Never mind the pipe-dream scenario being spun, which omits that only Congress can set new taxes: The whole room shakes as if on skates. That mind-meld is what lets him flaunt his wealth and sell it as proof he’s on their side.

That assault on the bad rich, the takers and job exporters, is the second masterstroke of his campaign. He’s not just spurning their money, he’s spilling the beans on them, outing the ways in which they’ve gamed the system to enrich themselves and co-opt the Republican Party.

Whatever we think of him, whether we like it or not, Trump is here to stay and those who think that the public will get tired of his schtick and bored with his antics and in due course turn away are wrong. The only thing that will stop him is if he decides that he does not want to spend enough of his own money on the race. He talks as if money is no problem but he has always exaggerated his wealth and income. That he might actually balk at the high cost of a long-running presidential campaign is the thin reed on which the Republican establishment’s hopes are resting.

Comments

  1. raven says

    Well really, that is inspiring.

    I feel like a hearty Sieg Heil and a snappy salute is in order. (This is sarcasm.)

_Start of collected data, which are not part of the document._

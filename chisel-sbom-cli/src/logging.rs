//! Logging initialization for chisel-sbom.
//!
//! Configures `tracing-subscriber` based on the `[general]` section
//! of `SbomConfig`. Logs are written to stderr.

use anyhow::Result;
use tracing_subscriber::layer::SubscriberExt;
use tracing_subscriber::{EnvFilter, Layer, Registry, fmt};
use tracing_subscriber::util::SubscriberInitExt;

use chisel_sbom_core::config::GeneralConfig;

/// Initialize the global tracing subscriber.
///
/// Must be called exactly once, before any tracing macros are used.
/// `RUST_LOG` takes precedence over `config.log_level`.
///
/// # Formats
///
/// * `"json"` - Machine-parseable JSON lines
/// * `"pretty"` - Human-readable colored output
pub fn init_tracing(config: &GeneralConfig) -> Result<()> {
    let env_filter =
        EnvFilter::try_from_default_env().unwrap_or_else(|_| EnvFilter::new(&config.log_level));

    let fmt_layer: Box<dyn Layer<Registry> + Send + Sync> = match config.log_format.as_str() {
        "json" => fmt::layer().json().with_writer(std::io::stderr).boxed(),
        "pretty" => fmt::layer().pretty().with_writer(std::io::stderr).boxed(),
        other => {
            return Err(anyhow::anyhow!(
                "unknown log format '{other}', expected 'json' or 'pretty'"
            ));
        }
    };

    tracing_subscriber::registry()
        .with(fmt_layer)
        .with(env_filter)
        .try_init()
        .map_err(|e| anyhow::anyhow!("failed to initialize tracing subscriber: {e}"))
}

    Trump offers simple solutions that are mostly wrong to complex problems. That may well put him ahead of John Ellis Bush et al. who offer to to take our complex problems and make them…worse.

  2. Lesbian Catnip says

    Donald Trump: I’ve got no debt, because I leave my freshly unemployed employees holding the bag.

  3. M'thew says

    The term “pied piper” comes to mind. Trump’s song is not so sweet, but it certainly is what a lot of people want to hear.

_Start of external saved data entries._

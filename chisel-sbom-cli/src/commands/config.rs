//! `chisel-sbom config` command handler

use std::io::Write;
use std::path::Path;

use serde::Serialize;
use tracing::info;

use crate::cli::{ConfigAction, ConfigArgs};
use crate::commands::load_config;
use crate::error::CliError;
use crate::output::{OutputWriter, Render};

/// Execute the `config` command.
pub async fn execute(
    args: ConfigArgs,
    config_path: &Path,
    writer: &OutputWriter,
) -> Result<(), CliError> {
    match args.action {
        ConfigAction::Validate => execute_validate(config_path, writer).await,
        ConfigAction::Show { section } => execute_show(config_path, section, writer).await,
    }
}

/// Load and validate the configuration file, reporting any errors.
///
/// # Errors
///
/// Returns `CliError::Config` if validation fails (parse errors, invalid values).
async fn execute_validate(config_path: &Path, writer: &OutputWriter) -> Result<(), CliError> {
    info!(path = %config_path.display(), "validating configuration");

    let report = match load_config(config_path).await {
        Ok(_) => ConfigValidationReport {
            source: config_path.display().to_string(),
            valid: true,
            errors: Vec::new(),
        },
        Err(e) => ConfigValidationReport {
            source: config_path.display().to_string(),
            valid: false,
            errors: vec![e.to_string()],
        },
    };

    writer.render(&report)?;

    if !report.valid {
        return Err(CliError::Config("configuration is invalid".to_owned()));
    }

    Ok(())
}

/// Display the effective configuration (file + env overrides + defaults).
///
/// # Errors
///
/// Returns `CliError::Config` if loading fails or `CliError::Command` if the section name is invalid.
async fn execute_show(
    config_path: &Path,
    section: Option<String>,
    writer: &OutputWriter,
) -> Result<(), CliError> {
    info!(path = %config_path.display(), "loading configuration");

    let config = load_config(config_path).await?;

    let (section, config_toml) = match section.as_deref() {
        None => (None, toml::to_string_pretty(&config)),
        Some("general") => (section, toml::to_string_pretty(&config.general)),
        Some("document") => (section, toml::to_string_pretty(&config.document)),
        Some(other) => {
            return Err(CliError::Command(format!(
                "unknown section: {other} (expected: general, document)"
            )));
        }
    };

    let report = ConfigReport {
        source: config_path.display().to_string(),
        section,
        config_toml: config_toml
            .map_err(|e| CliError::Command(format!("config serialization failed: {e}")))?,
    };

    writer.render(&report)?;

    Ok(())
}

/// Configuration display report.
///
/// The `config_toml` field is skipped during JSON serialization (only used for text rendering).
#[derive(Serialize)]
pub struct ConfigReport {
    /// Configuration file path
    pub source: String,
    /// Optional section name (None = full config)
    #[serde(skip_serializing_if = "Option::is_none")]
    pub section: Option<String>,
    /// Serialized TOML configuration
    #[serde(skip)]
    pub config_toml: String,
}

impl Render for ConfigReport {
    fn render_text(&self, w: &mut dyn Write) -> std::io::Result<()> {
        use colored::Colorize;

        if let Some(ref section) = self.section {
            let section_label = format!("[{}]", section);
            writeln!(
                w,
                "Configuration {} (source: {})",
                section_label.bold(),
                self.source
            )?;
        } else {
            writeln!(w, "Configuration (source: {})", self.source.bold())?;
        }

        writeln!(w)?;
        write!(w, "{}", self.config_toml)?;

        Ok(())
    }
}

/// Configuration validation report.
#[derive(Serialize)]
pub struct ConfigValidationReport {
    /// Configuration file path
    pub source: String,
    /// Whether the configuration is valid
    pub valid: bool,
    /// Validation error messages (empty if valid)
    pub errors: Vec<String>,
}

impl Render for ConfigValidationReport {
    fn render_text(&self, w: &mut dyn Write) -> std::io::Result<()> {
        use colored::Colorize;

        writeln!(w, "Config Validation: {}", self.source.bold())?;

        if self.valid {
            writeln!(w, "  Result: {}", "VALID".green().bold())?;
        } else {
            writeln!(w, "  Result: {}", "INVALID".red().bold())?;
            for err in &self.errors {
                writeln!(w, "  Error: {}", err.red())?;
            }
        }

        Ok(())
    }
}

    Too bad for the Republicans that they’ve put so much effort into grooming the electorate for empty policies and demagoguery, only to see someone less couth run away with the prize. Would it make them come to their senses and realise that they are reaping what they sowed? I won’t hold my breath.

  4. lorn says

    A whole lot of what people seem to like about Trump comes down to his apparent directness and refusal to work indirectly. There is a lot of seething resentment over passive-aggressive and double-dealing politicians who kill programs while asserting they are only seeking to improve them.

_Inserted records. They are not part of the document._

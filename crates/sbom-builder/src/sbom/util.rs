//! 직렬화 유틸리티 -- 타임스탬프, 네임스페이스

use std::time::{SystemTime, UNIX_EPOCH};

/// 현재 시각을 RFC3339 UTC 형식(`YYYY-MM-DDTHH:MM:SSZ`)으로 반환합니다.
///
/// 시스템 시간이 epoch 이전이면 epoch를 사용합니다.
pub fn current_timestamp() -> String {
    let secs = SystemTime::now()
        .duration_since(UNIX_EPOCH)
        .map(|d| d.as_secs())
        .unwrap_or(0);
    rfc3339_utc(secs)
}

/// Unix 초를 RFC3339 UTC 문자열로 변환합니다.
pub fn rfc3339_utc(secs: u64) -> String {
    let days = secs / 86_400;
    let rem = secs % 86_400;
    let (year, month, day) = civil_from_days(days);
    format!(
        "{year:04}-{month:02}-{day:02}T{:02}:{:02}:{:02}Z",
        rem / 3600,
        (rem % 3600) / 60,
        rem % 60
    )
}

/// epoch 이후 일수를 (년, 월, 일)로 변환합니다.
///
/// 400년 주기(146097일) 단위로 계산하며 3월을 한 해의 시작으로 둡니다.
fn civil_from_days(days: u64) -> (u64, u64, u64) {
    // 0000-03-01 기준으로 이동
    let z = days + 719_468;
    let era = z / 146_097;
    let doe = z % 146_097;
    let yoe = (doe - doe / 1460 + doe / 36_524 - doe / 146_096) / 365;
    let doy = doe - (365 * yoe + yoe / 4 - yoe / 100);
    let mp = (5 * doy + 2) / 153;
    let day = doy - (153 * mp + 2) / 5 + 1;
    let month = if mp < 10 { mp + 3 } else { mp - 9 };
    let year = yoe + era * 400 + u64::from(month <= 2);
    (year, month, day)
}

/// `documentNamespace` 값을 만듭니다 (`<base>/<name>-<uuid>`).
pub fn document_namespace(base: &str, name: &str) -> String {
    format!(
        "{}/{}-{}",
        base.trim_end_matches('/'),
        name,
        uuid::Uuid::new_v4()
    )
}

    A good example is the claim of anti abortion politicians to be adding regulations to protect woman’s health when the actual, demonstrable, intent is to shut down clinics that offer abortions. The fact that women are more at far risk from pregnancy than abortion gets no traction. Neither does the hypocrisy of forcing woman to carry to term but cutting funding for child care and food.

    Another is the concern over ‘protecting the vote’ that stops citizens with legal right to vote from voting, or getting their vote counted.

    I can see where Trump, who isn’t being anywhere near as direct or honest about his record or intentions, might seem like a different sort. At least on the surface it sounds like he says what he thinks without a thought to who he might rub the wrong way. That said, he is clearly seeking to curry favor with, and avoid alienating in anything but an endearing way, key constituencies.

    He has been getting the benefit of the doubt simply because when your group has been back-stabbed repeatedly over the years by people who say sweet things and smile in your face someone who expresses who is openly insulting and hostile to your group might seem refreshing. This is why some groups insulted were not entirely put off by Andrew Dice Clay. Openly insulting a group is at least up front. You can address an open attack. indirect attacks and passive-aggression are harder to handle.

  5. StevoR says

    Oh come on! We’ve still got a year and a half till the US election even happens.

    Trump for POTUS? Seriously?! Nah. No,. Flippin’ Way.

    Call me naive but I do have more faith in Americans intelligence than that.

  6. StevoR says

    PS. I know I know, Bush II got in twice and all. Still .. such a long way and so much still to go. I really, really cannot see Americans being quite that stupid r the Donald having quite such staying power.

    Yes, I’m surprised and shocked and mistaken in past comments about how he’s “seriously” in the race and polling so well so far. But really, Trump? FFS!